▶ _What is expected_
What follows is a set of records; give them all back exactly.

*** Materials provided ***

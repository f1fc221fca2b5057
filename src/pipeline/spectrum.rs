use std::sync::Arc;

use rustfft::{num_complex::Complex64, Fft, FftPlanner};

/// One-sided magnitude spectrum of a single analysis window.
///
/// `frequencies_hz` and `magnitudes` both have N/2+1 entries, bin `k` at
/// `k * fs / N`. Rebuilt every cycle, never mutated afterwards.
#[derive(Clone, Debug, PartialEq)]
pub struct MagnitudeSpectrum {
    pub sample_rate_hz: f64,
    pub frequencies_hz: Vec<f64>,
    pub magnitudes: Vec<f64>,
}

impl MagnitudeSpectrum {
    /// Frequency and magnitude of the strongest bin.
    pub fn peak(&self) -> (f64, f64) {
        let mut best = 0;
        for (k, &mag) in self.magnitudes.iter().enumerate() {
            if mag > self.magnitudes[best] {
                best = k;
            }
        }
        (self.frequencies_hz[best], self.magnitudes[best])
    }
}

/// Computes amplitude-correct Hann-windowed spectra for one fixed window
/// length.
///
/// The Hann coefficients and the FFT plan are built once at construction;
/// `compute` is a pure function of its inputs, so identical windows produce
/// bit-identical spectra.
pub struct SpectrumBuilder {
    size: usize,
    remove_dc: bool,
    hann: Vec<f64>,
    coherent_gain: f64,
    fft: Arc<dyn Fft<f64>>,
}

impl SpectrumBuilder {
    pub fn new(size: usize, remove_dc: bool) -> Self {
        // Symmetric raised cosine, w[n] = 0.5 - 0.5 cos(2 pi n / (N - 1)).
        let hann: Vec<f64> = (0..size)
            .map(|n| {
                0.5 - 0.5 * (std::f64::consts::TAU * n as f64 / (size - 1) as f64).cos()
            })
            .collect();
        let coherent_gain = hann.iter().sum::<f64>() / size as f64;
        let fft = FftPlanner::new().plan_fft_forward(size);
        Self {
            size,
            remove_dc,
            hann,
            coherent_gain,
            fft,
        }
    }

    pub fn size(&self) -> usize {
        self.size
    }

    /// Spectrum of one window snapshot at the given effective rate.
    ///
    /// Dividing by `N * coherent_gain` undoes the window's amplitude
    /// attenuation; the factor 2 folds the mirrored negative-frequency half
    /// into the one-sided result, and bin 0 is halved again because DC has no
    /// mirror.
    pub fn compute(&self, values: &[f64], sample_rate_hz: f64) -> MagnitudeSpectrum {
        debug_assert_eq!(values.len(), self.size);
        let mean = if self.remove_dc {
            values.iter().sum::<f64>() / self.size as f64
        } else {
            0.0
        };
        let mut buffer: Vec<Complex64> = values
            .iter()
            .zip(&self.hann)
            .map(|(&v, &w)| Complex64::new((v - mean) * w, 0.0))
            .collect();
        self.fft.process(&mut buffer);

        let bins = self.size / 2 + 1;
        let scale = 2.0 / (self.size as f64 * self.coherent_gain);
        let mut magnitudes: Vec<f64> = buffer
            .iter()
            .take(bins)
            .map(|c| c.norm() * scale)
            .collect();
        magnitudes[0] *= 0.5;

        let bin_width = sample_rate_hz / self.size as f64;
        let frequencies_hz = (0..bins).map(|k| k as f64 * bin_width).collect();
        MagnitudeSpectrum {
            sample_rate_hz,
            frequencies_hz,
            magnitudes,
        }
    }
}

*** End of Materials provided ***

▶ _Task result_
repository f1fc221fca2b5057
filename src/pipeline/spectrum.rs
use std::sync::Arc;

use rustfft::{num_complex::Complex64, Fft, FftPlanner};

/// One-sided magnitude spectrum of a single analysis window.
///
/// `frequencies_hz` and `magnitudes` both have N/2+1 entries, bin `k` at
/// `k * fs / N`. Rebuilt every cycle, never mutated afterwards.
#[derive(Clone, Debug, PartialEq)]
pub struct MagnitudeSpectrum {
    pub sample_rate_hz: f64,
    pub frequencies_hz: Vec<f64>,
    pub magnitudes: Vec<f64>,
}

impl MagnitudeSpectrum {
    /// Frequency and magnitude of the strongest bin.
    pub fn peak(&self) -> (f64, f64) {
        let mut best = 0;
        for (k, &mag) in self.magnitudes.iter().enumerate() {
            if mag > self.magnitudes[best] {
                best = k;
            }
        }
        (self.frequencies_hz[best], self.magnitudes[best])
    }
}

/// Computes amplitude-correct Hann-windowed spectra for one fixed window
/// length.
///
/// The Hann coefficients and the FFT plan are built once at construction;
/// `compute` is a pure function of its inputs, so identical windows produce
/// bit-identical spectra.
pub struct SpectrumBuilder {
    size: usize,
    remove_dc: bool,
    hann: Vec<f64>,
    coherent_gain: f64,
    fft: Arc<dyn Fft<f64>>,
}

impl SpectrumBuilder {
    pub fn new(size: usize, remove_dc: bool) -> Self {
        // Symmetric raised cosine, w[n] = 0.5 - 0.5 cos(2 pi n / (N - 1)).
        let hann: Vec<f64> = (0..size)
            .map(|n| {
                0.5 - 0.5 * (std::f64::consts::TAU * n as f64 / (size - 1) as f64).cos()
            })
            .collect();
        let coherent_gain = hann.iter().sum::<f64>() / size as f64;
        let fft = FftPlanner::new().plan_fft_forward(size);
        Self {
            size,
            remove_dc,
            hann,
            coherent_gain,
            fft,
        }
    }

    pub fn size(&self) -> usize {
        self.size
    }

    /// Spectrum of one window snapshot at the given effective rate.
    ///
    /// Dividing by `N * coherent_gain` undoes the window's amplitude
    /// attenuation; the factor 2 folds the mirrored negative-frequency half
    /// into the one-sided result, and bin 0 is halved again because DC has no
    /// mirror.
    pub fn compute(&self, values: &[f64], sample_rate_hz: f64) -> MagnitudeSpectrum {
        debug_assert_eq!(values.len(), self.size);
        let mean = if self.remove_dc {
            values.iter().sum::<f64>() / self.size as f64
        } else {
            0.0
        };
        let mut buffer: Vec<Complex64> = values
            .iter()
            .zip(&self.hann)
            .map(|(&v, &w)| Complex64::new((v - mean) * w, 0.0))
            .collect();
        self.fft.process(&mut buffer);

        let bins = self.size / 2 + 1;
        let scale = 2.0 / (self.size as f64 * self.coherent_gain);
        let mut magnitudes: Vec<f64> = buffer
            .iter()
            .take(bins)
            .map(|c| c.norm() * scale)
            .collect();
        magnitudes[0] *= 0.5;

        let bin_width = sample_rate_hz / self.size as f64;
        let frequencies_hz = (0..bins).map(|k| k as f64 * bin_width).collect();
        MagnitudeSpectrum {
            sample_rate_hz,
            frequencies_hz,
            magnitudes,
        }
    }
}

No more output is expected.